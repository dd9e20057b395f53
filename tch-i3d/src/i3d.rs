//! The I3D backbone with an embedding output.

use crate::{
    common::*,
    conv_bn_3d::{ConvBn3D, ConvBn3DInit},
    inception_3d::{Inception3D, Inception3DInit},
};

/// The dimension of the pooled embedding.
pub const FEATURE_DIM: usize = 1024;

const MIXED_3: [Inception3DInit; 2] = [
    Inception3DInit::new([64, 96, 128, 16, 32, 32]),
    Inception3DInit::new([128, 128, 192, 32, 96, 64]),
];

const MIXED_4: [Inception3DInit; 5] = [
    Inception3DInit::new([192, 96, 208, 16, 48, 64]),
    Inception3DInit::new([160, 112, 224, 24, 64, 64]),
    Inception3DInit::new([128, 128, 256, 24, 64, 64]),
    Inception3DInit::new([112, 144, 288, 32, 64, 64]),
    Inception3DInit::new([256, 160, 320, 32, 128, 128]),
];

const MIXED_5: [Inception3DInit; 2] = [
    Inception3DInit::new([256, 160, 320, 32, 128, 128]),
    Inception3DInit::new([384, 192, 384, 48, 128, 128]),
];

/// I3D backbone initializer.
#[derive(Debug, Clone, Serialize, Deserialize)]
pub struct I3dInit {
    pub num_classes: usize,
    #[serde(default = "default_in_channels")]
    pub in_channels: usize,
    /// Dropout probability before the logits layer.
    #[serde(default = "default_dropout")]
    pub dropout: R64,
}

impl I3dInit {
    pub fn new(num_classes: usize) -> Self {
        Self {
            num_classes,
            in_channels: default_in_channels(),
            dropout: default_dropout(),
        }
    }

    pub fn build<'a>(self, path: impl Borrow<nn::Path<'a>>) -> Result<I3d> {
        let path = path.borrow();
        let Self {
            num_classes,
            in_channels,
            dropout,
        } = self;

        ensure!(num_classes > 0, "num_classes must be positive");
        ensure!(
            (0.0..1.0).contains(&dropout.raw()),
            "dropout must be in range [0, 1)"
        );

        let conv_1a = ConvBn3DInit {
            stride: [2, 2, 2],
            ..ConvBn3DInit::new(7)
        }
        .build(path / "conv3d_1a_7x7", in_channels, 64)?;
        let conv_2b = ConvBn3DInit::new(1).build(path / "conv3d_2b_1x1", 64, 64)?;
        let conv_2c = ConvBn3DInit::new(3).build(path / "conv3d_2c_3x3", 64, 192)?;

        let (mixed_3, in_dim) = build_mixed(path, "mixed_3", &MIXED_3, 192)?;
        let (mixed_4, in_dim) = build_mixed(path, "mixed_4", &MIXED_4, in_dim)?;
        let (mixed_5, in_dim) = build_mixed(path, "mixed_5", &MIXED_5, in_dim)?;
        debug_assert_eq!(in_dim, FEATURE_DIM);

        let logits = ConvBn3DInit {
            bias: true,
            batch_norm: false,
            relu: false,
            ..ConvBn3DInit::new(1)
        }
        .build(path / "logits", FEATURE_DIM, num_classes)?;

        Ok(I3d {
            in_channels: in_channels as i64,
            num_classes: num_classes as i64,
            dropout: dropout.raw(),
            conv_1a,
            conv_2b,
            conv_2c,
            mixed_3,
            mixed_4,
            mixed_5,
            logits,
        })
    }
}

fn build_mixed<'a>(
    path: &nn::Path<'a>,
    prefix: &str,
    inits: &[Inception3DInit],
    in_dim: usize,
) -> Result<(Vec<Inception3D>, usize)> {
    inits
        .iter()
        .enumerate()
        .try_fold((vec![], in_dim), |(mut blocks, in_dim), (index, init)| {
            let name = format!("{}{}", prefix, (b'b' + index as u8) as char);
            let block = init.build(path / name, in_dim)?;
            blocks.push(block);
            Fallible::Ok((blocks, init.out_dim()))
        })
}

fn default_in_channels() -> usize {
    3
}

fn default_dropout() -> R64 {
    r64(0.5)
}

/// The output of [I3d].
#[derive(Debug)]
pub struct I3dOutput {
    /// Pooled embedding in `[B, 1024]` shape.
    pub features: Tensor,
    /// Class logits in `[B, num_classes]` shape.
    pub logits: Tensor,
}

/// The I3D backbone.
#[derive(Debug)]
pub struct I3d {
    in_channels: i64,
    num_classes: i64,
    dropout: f64,
    conv_1a: ConvBn3D,
    conv_2b: ConvBn3D,
    conv_2c: ConvBn3D,
    mixed_3: Vec<Inception3D>,
    mixed_4: Vec<Inception3D>,
    mixed_5: Vec<Inception3D>,
    logits: ConvBn3D,
}

impl I3d {
    /// Run the backbone on `[B, C, T, H, W]` clips.
    pub fn forward_t(&self, input: &Tensor, train: bool) -> Result<I3dOutput> {
        let size = input.size();
        ensure!(
            size.len() == 5 && size[1] == self.in_channels,
            "expect input shape [B, {}, T, H, W], but get {:?}",
            self.in_channels,
            size
        );

        let xs = self.conv_1a.forward_t(input, train);
        let xs = xs.max_pool3d(&[1, 3, 3], &[1, 2, 2], &[0, 1, 1], &[1, 1, 1], false);
        let xs = self.conv_2b.forward_t(&xs, train);
        let xs = self.conv_2c.forward_t(&xs, train);
        let xs = xs.max_pool3d(&[1, 3, 3], &[1, 2, 2], &[0, 1, 1], &[1, 1, 1], false);
        let xs = forward_blocks(&self.mixed_3, xs, train);
        let xs = xs.max_pool3d(&[3, 3, 3], &[2, 2, 2], &[1, 1, 1], &[1, 1, 1], false);
        let xs = forward_blocks(&self.mixed_4, xs, train);
        let xs = xs.max_pool3d(&[2, 2, 2], &[2, 2, 2], &[0, 0, 0], &[1, 1, 1], true);
        let xs = forward_blocks(&self.mixed_5, xs, train);

        let pooled = xs.adaptive_avg_pool3d(&[1, 1, 1]);
        let batch_size = pooled.size()[0];
        let features = pooled.view([batch_size, FEATURE_DIM as i64]);
        let logits = self
            .logits
            .forward_t(&pooled.dropout(self.dropout, train), train)
            .view([batch_size, self.num_classes]);

        Ok(I3dOutput { features, logits })
    }
}

fn forward_blocks(blocks: &[Inception3D], input: Tensor, train: bool) -> Tensor {
    blocks
        .iter()
        .fold(input, |xs, block| block.forward_t(&xs, train))
}

#[cfg(test)]
mod tests {
    use super::*;

    #[test]
    fn i3d_output_shape_test() {
        let vs = nn::VarStore::new(Device::Cpu);
        let model = I3dInit::new(5).build(&vs.root()).unwrap();

        let input = Tensor::rand(&[2, 3, 8, 64, 64], tch::kind::FLOAT_CPU);
        let I3dOutput { features, logits } =
            tch::no_grad(|| model.forward_t(&input, false)).unwrap();
        assert_eq!(features.size(), [2, FEATURE_DIM as i64]);
        assert_eq!(logits.size(), [2, 5]);
    }

    #[test]
    fn i3d_rejects_bad_input_test() {
        let vs = nn::VarStore::new(Device::Cpu);
        let model = I3dInit::new(5).build(&vs.root()).unwrap();

        let input = Tensor::rand(&[2, 1, 8, 64, 64], tch::kind::FLOAT_CPU);
        assert!(model.forward_t(&input, false).is_err());

        let input = Tensor::rand(&[3, 8, 64, 64], tch::kind::FLOAT_CPU);
        assert!(model.forward_t(&input, false).is_err());
    }

    #[test]
    fn i3d_init_deserialize_test() {
        let init: I3dInit = serde_json::from_str(r#"{"num_classes": 100}"#).unwrap();
        assert_eq!(init.num_classes, 100);
        assert_eq!(init.in_channels, 3);
        assert_eq!(init.dropout, r64(0.5));
    }
}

==================================================

> [Task goal]:
Please return every line from the material above where the string "features" occurs.

> [Output of the task]:
    pub features: Tensor,
        let features = pooled.view([batch_size, FEATURE_DIM as i64]);
        Ok(I3dOutput { features, logits })
        let I3dOutput { features, logits } =
        assert_eq!(features.size(), [2, FEATURE_DIM as i64]);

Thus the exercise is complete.